## Task to carry out
Where in the data below does the word "sqlx" appear? Copy each line that holds it.

## Data for the task
· · · ·

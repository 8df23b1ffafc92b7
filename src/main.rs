use event_portal::{
    AppState,
    config::{AppConfig, Env},
    create_router,
    repository::PostgresRepository,
};
use sqlx::postgres::PgPoolOptions;
use std::sync::Arc;
use tokio::net::TcpListener;
use tracing_subscriber::{layer::SubscriberExt, util::SubscriberInitExt};

/// main
///
/// Initializes configuration, logging, the database and the HTTP server, in that order.
#[tokio::main]
async fn main() {
    // 1. Configuration (fail-fast on missing production secrets).
    dotenv::dotenv().ok();
    let config = AppConfig::load();

    // 2. Logging filter: RUST_LOG wins, otherwise sensible local defaults.
    let env_filter = tracing_subscriber::EnvFilter::try_from_default_env()
        .unwrap_or_else(|_| "event_portal=debug,tower_http=info,axum=trace".into());

    // 3. Pretty logs locally, JSON for log aggregation in production.
    match config.env {
        Env::Local => {
            tracing_subscriber::registry()
                .with(env_filter)
                .with(tracing_subscriber::fmt::layer().pretty())
                .init();
        }
        Env::Production => {
            tracing_subscriber::registry()
                .with(env_filter)
                .with(tracing_subscriber::fmt::layer().json())
                .init();
        }
    }

    tracing::info!("Application starting in {:?} mode", config.env);
    tracing::info!(
        ttl_minutes = config.jwt_ttl_minutes,
        refresh_grace_minutes = config.jwt_refresh_grace_minutes,
        "token policy loaded"
    );

    // 4. Database: pool, then pending migrations.
    let pool = PgPoolOptions::new()
        .max_connections(5)
        .connect(&config.db_url)
        .await
        .expect("FATAL: Failed to connect to Postgres. Check DATABASE_URL.");

    sqlx::migrate!("./migrations")
        .run(&pool)
        .await
        .expect("FATAL: Failed to apply database migrations.");

    // 5. One Postgres repository serves events and credentials.
    let store = Arc::new(PostgresRepository::new(pool));
    let bind_addr = config.bind_addr.clone();
    let app_state = AppState::from_store(store, config);

    // 6. Router and server.
    let app = create_router(app_state);

    let listener = TcpListener::bind(&bind_addr)
        .await
        .expect("FATAL: Failed to bind the HTTP listener.");

    tracing::info!("HTTP server bound successfully.");
    tracing::info!("Listening on {}", bind_addr);
    tracing::info!("API Documentation (Swagger UI) available at /swagger-ui");

    axum::serve(listener, app)
        .await
        .expect("FATAL: HTTP server terminated unexpectedly.");
}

· · · ·

## Response to this exercise
use sqlx::postgres::PgPoolOptions;
    sqlx::migrate!("./migrations")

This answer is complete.